The Temporary Protected Status program was enacted in 1990 to allow the DHS to provide temporary protection to nationals of countries affected by armed conflict, natural disasters, or other extraordinary conditions that make returning unsafe. TPS can be granted to an individual who is a national of a designated country, has filed for status during a specified registration period and who has been continuously physically present in the U.S. since a designated date. While under TPS, recipients are protected from removal or detainment and are eligible for an Employment Authorization Document (EAD). However, TPS is temporary and does not lead to lawful permanent resident status or citizenship. The Secretary of Homeland Security sets the duration of TPS, typically ranging from six to 18 months. However, the DHS can choose to terminate it at any time or extend the status beyond its original timeline. Extensions can be issued multiple times, meaning TPS protections can last for many years, but the program remains entirely discretionary and temporary.

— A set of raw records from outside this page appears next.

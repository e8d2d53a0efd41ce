//! GRC Platform — multi-tenant governance, risk and compliance service.
//!
//! Main entry point that loads configuration, wires the services and starts the server.

use clap::Parser;
use grc_api::ApiServer;
use grc_core::config::AppConfig;
use grc_management::ManagementState;
use tracing::{error, info};

#[derive(Parser, Debug)]
#[command(name = "grc-server")]
#[command(about = "Multi-tenant governance, risk and compliance platform")]
#[command(version)]
struct Cli {
    /// Node identifier (overrides config)
    #[arg(long, env = "GRC_PLATFORM__NODE_ID")]
    node_id: Option<String>,

    /// HTTP port (overrides config)
    #[arg(long, env = "GRC_PLATFORM__API__HTTP_PORT")]
    http_port: Option<u16>,

    /// Prometheus exporter port (overrides config)
    #[arg(long, env = "GRC_PLATFORM__METRICS__PORT")]
    metrics_port: Option<u16>,

    /// Start without the demo tenant
    #[arg(long, default_value_t = false)]
    no_seed: bool,
}

#[tokio::main]
async fn main() -> anyhow::Result<()> {
    // Initialize tracing
    tracing_subscriber::fmt()
        .with_env_filter(
            tracing_subscriber::EnvFilter::try_from_default_env().unwrap_or_else(|_| {
                "grc_server=info,grc_management=info,grc_platform=info,tower_http=info".into()
            }),
        )
        .json()
        .init();

    let cli = Cli::parse();

    info!("GRC platform starting up");

    // Load configuration
    let mut config = AppConfig::load().unwrap_or_else(|e| {
        tracing::warn!(error = %e, "Failed to load config, using defaults");
        AppConfig::default()
    });

    // Apply CLI overrides
    if let Some(node_id) = cli.node_id {
        config.node_id = node_id;
    }
    if let Some(port) = cli.http_port {
        config.api.http_port = port;
    }
    if let Some(port) = cli.metrics_port {
        config.metrics.port = port;
    }
    if cli.no_seed {
        config.seed_demo_data = false;
    }

    info!(
        node_id = %config.node_id,
        http_port = config.api.http_port,
        metrics_port = config.metrics.port,
        seed_demo_data = config.seed_demo_data,
        "Configuration loaded"
    );

    let state = ManagementState::new(&config)?;
    let api_server = ApiServer::new(config.clone(), state);

    // Start metrics exporter
    if let Err(e) = api_server.start_metrics().await {
        error!(error = %e, "Failed to start metrics exporter");
    }

    info!("GRC platform is ready to serve traffic");

    // Start HTTP server (blocks until shutdown)
    api_server.start_http().await?;

    Ok(())
}
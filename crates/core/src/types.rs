use crate::error::{GrcError, GrcResult};
use chrono::{DateTime, Duration, Utc};
use serde::{Deserialize, Serialize};
use utoipa::ToSchema;
use uuid::Uuid;

/// Organization profile captured by the onboarding questionnaire.
/// One per tenant; the rules engine reads it to derive compliance scope.
#[derive(Debug, Clone, Serialize, Deserialize, ToSchema)]
#[serde(default)]
pub struct OrganizationProfile {
    pub tenant_id: Uuid,

    // Identity
    pub legal_name: String,
    pub country: String,
    pub sector: String,
    pub org_type: String,
    pub organization_size: String,
    pub employee_count: u32,
    pub branch_count: u32,
    pub is_publicly_traded: bool,
    pub is_subsidiary: bool,

    // Regulatory
    pub is_regulated_entity: bool,
    pub is_critical_infrastructure: bool,
    pub primary_regulator: String,
    pub secondary_regulators: Vec<String>,
    pub regulatory_certifications: Vec<String>,
    pub industry_licenses: Vec<String>,

    // Data
    pub data_types: Vec<String>,
    pub processes_personal_data: bool,
    pub processes_sensitive_data: bool,
    pub data_subject_count: u64,
    pub has_data_center_in_ksa: bool,

    // Technology
    pub hosting_model: String,
    pub cloud_providers: Vec<String>,

    // Third parties
    pub has_third_party_data_processing: bool,
    pub vendor_count: u32,
    pub critical_vendor_count: u32,
    pub third_party_risk_level: String,

    pub compliance_maturity: String,

    pub last_scope_derived_at: Option<DateTime<Utc>>,
    pub updated_at: DateTime<Utc>,
}

impl Default for OrganizationProfile {
    fn default() -> Self {
        Self {
            tenant_id: Uuid::nil(),
            legal_name: String::new(),
            country: "SA".to_string(),
            sector: String::new(),
            org_type: String::new(),
            organization_size: String::new(),
            employee_count: 0,
            branch_count: 0,
            is_publicly_traded: false,
            is_subsidiary: false,
            is_regulated_entity: false,
            is_critical_infrastructure: false,
            primary_regulator: String::new(),
            secondary_regulators: Vec::new(),
            regulatory_certifications: Vec::new(),
            industry_licenses: Vec::new(),
            data_types: Vec::new(),
            processes_personal_data: false,
            processes_sensitive_data: false,
            data_subject_count: 0,
            has_data_center_in_ksa: false,
            hosting_model: String::new(),
            cloud_providers: Vec::new(),
            has_third_party_data_processing: false,
            vendor_count: 0,
            critical_vendor_count: 0,
            third_party_risk_level: String::new(),
            compliance_maturity: String::new(),
            last_scope_derived_at: None,
            updated_at: Utc::now(),
        }
    }
}

/// Fields that questionnaire answers may never overwrite.
const PROTECTED_PROFILE_FIELDS: &[&str] = &["tenant_id", "last_scope_derived_at", "updated_at"];

impl OrganizationProfile {
    pub fn new(tenant_id: Uuid, country: &str) -> Self {
        Self {
            tenant_id,
            country: country.to_string(),
            ..Self::default()
        }
    }

    /// Overlay a JSON object of questionnaire answers onto the profile.
    ///
    /// Keys that are not profile fields are ignored so a section can carry
    /// answers that only live in the wizard. Returns the number of fields applied.
    pub fn merge_answers(&mut self, answers: &serde_json::Value) -> GrcResult<usize> {
        let answers = answers
            .as_object()
            .ok_or_else(|| GrcError::Validation("answers must be a JSON object".into()))?;

        let mut current = serde_json::to_value(&*self)?;
        let fields = current
            .as_object_mut()
            .ok_or_else(|| GrcError::Validation("profile is not an object".into()))?;

        let mut applied = 0;
        for (key, value) in answers {
            if PROTECTED_PROFILE_FIELDS.contains(&key.as_str()) || !fields.contains_key(key) {
                continue;
            }
            fields.insert(key.clone(), value.clone());
            applied += 1;
        }

        let mut merged: OrganizationProfile = serde_json::from_value(current)
            .map_err(|e| GrcError::Validation(format!("invalid profile answer: {e}")))?;
        merged.updated_at = Utc::now();
        *self = merged;
        Ok(applied)
    }
}

/// Business criticality tier of an asset; T1 is most critical.
#[derive(Debug, Clone, Copy, PartialEq, Eq, Hash, Serialize, Deserialize, ToSchema)]
pub enum AssetCriticality {
    T1,
    T2,
    T3,
    T4,
}

#[derive(Debug, Clone, Copy, PartialEq, Eq, Hash, Serialize, Deserialize, ToSchema)]
#[serde(rename_all = "snake_case")]
pub enum DataClassification {
    Public,
    Internal,
    Confidential,
    Restricted,
}

impl DataClassification {
    pub fn as_str(&self) -> &'static str {
        match self {
            DataClassification::Public => "public",
            DataClassification::Internal => "internal",
            DataClassification::Confidential => "confidential",
            DataClassification::Restricted => "restricted",
        }
    }
}

/// An information asset registered by a tenant.
#[derive(Debug, Clone, Serialize, Deserialize, ToSchema)]
pub struct Asset {
    pub id: Uuid,
    pub tenant_id: Uuid,
    pub name: String,
    pub asset_type: String,
    pub criticality: AssetCriticality,
    pub data_classification: DataClassification,
    /// Regulated data categories held by the asset, e.g. `PII`, `PCI`, `PHI`.
    pub data_types: Vec<String>,
    /// `Cloud` or `OnPremise`.
    pub hosting_model: String,
    pub cloud_provider: Option<String>,
    pub owner_id: Option<Uuid>,
    pub is_in_scope: bool,
    pub created_at: DateTime<Utc>,
}

/// Longest day count accepted for due dates, escalation thresholds and
/// lookahead windows.
pub const MAX_DAY_SPAN: i64 = 3650;

/// Convert a caller-supplied day count into a `Duration`, rejecting values
/// outside `0..=MAX_DAY_SPAN`.
pub fn day_span(field: &str, days: i64) -> GrcResult<Duration> {
    if !(0..=MAX_DAY_SPAN).contains(&days) {
        return Err(GrcError::Validation(format!(
            "{field} must be between 0 and {MAX_DAY_SPAN} days, got {days}"
        )));
    }
    Ok(Duration::days(days))
}

#[cfg(test)]
mod tests {
    use super::*;

    #[test]
    fn test_day_span_bounds() {
        assert_eq!(day_span("due_in_days", 0).unwrap(), Duration::zero());
        assert_eq!(day_span("due_in_days", MAX_DAY_SPAN).unwrap().num_days(), MAX_DAY_SPAN);
        assert!(matches!(day_span("due_in_days", -1), Err(GrcError::Validation(_))));
        assert!(matches!(day_span("due_in_days", i64::MAX), Err(GrcError::Validation(_))));
        assert!(matches!(day_span("due_in_days", i64::MIN), Err(GrcError::Validation(_))));
    }

    #[test]
    fn test_merge_answers_overlays_known_fields() {
        let mut profile = OrganizationProfile::new(Uuid::new_v4(), "SA");
        let tenant_id = profile.tenant_id;

        let applied = profile
            .merge_answers(&serde_json::json!({
                "legal_name": "Riyadh Bank",
                "sector": "Banking",
                "employee_count": 1200,
                "data_types": ["PII", "financial"],
                "tenant_id": Uuid::new_v4(),
                "preferred_language": "ar"
            }))
            .unwrap();

        assert_eq!(applied, 4);
        assert_eq!(profile.legal_name, "Riyadh Bank");
        assert_eq!(profile.sector, "Banking");
        assert_eq!(profile.employee_count, 1200);
        assert_eq!(profile.data_types, vec!["PII", "financial"]);
        // Protected field untouched.
        assert_eq!(profile.tenant_id, tenant_id);
    }

    #[test]
    fn test_merge_answers_rejects_type_mismatch() {
        let mut profile = OrganizationProfile::default();
        let result = profile.merge_answers(&serde_json::json!({ "employee_count": "many" }));
        assert!(matches!(result, Err(GrcError::Validation(_))));

        let result = profile.merge_answers(&serde_json::json!(["not", "an", "object"]));
        assert!(result.is_err());
    }
}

Noem’s effort to terminate TPS designations provoked multiple legal battles. TPS holders who stood to lose their protected status sued to block the terminations, stating that Noem had rushed the decision-making process to justify pre-determined outcomes. Some plaintiffs also claimed that her termination decisions were motivated, at least in part, by hostility toward certain racial and ethnic groups. In return, the Trump administration argued that immigration law prohibits courts from even reviewing a secretary’s decision to terminate TPS. In the ongoing legal battle for TPS, these terminations leave thousands of TPS recipients facing uncertainty, including the risks of losing their work authorization and facing potential deportation. The outcome of these cases will not only determine the future of thousands of TPS holders but also set a broader precedent for how immigration protections will be reviewed in U.S. courts.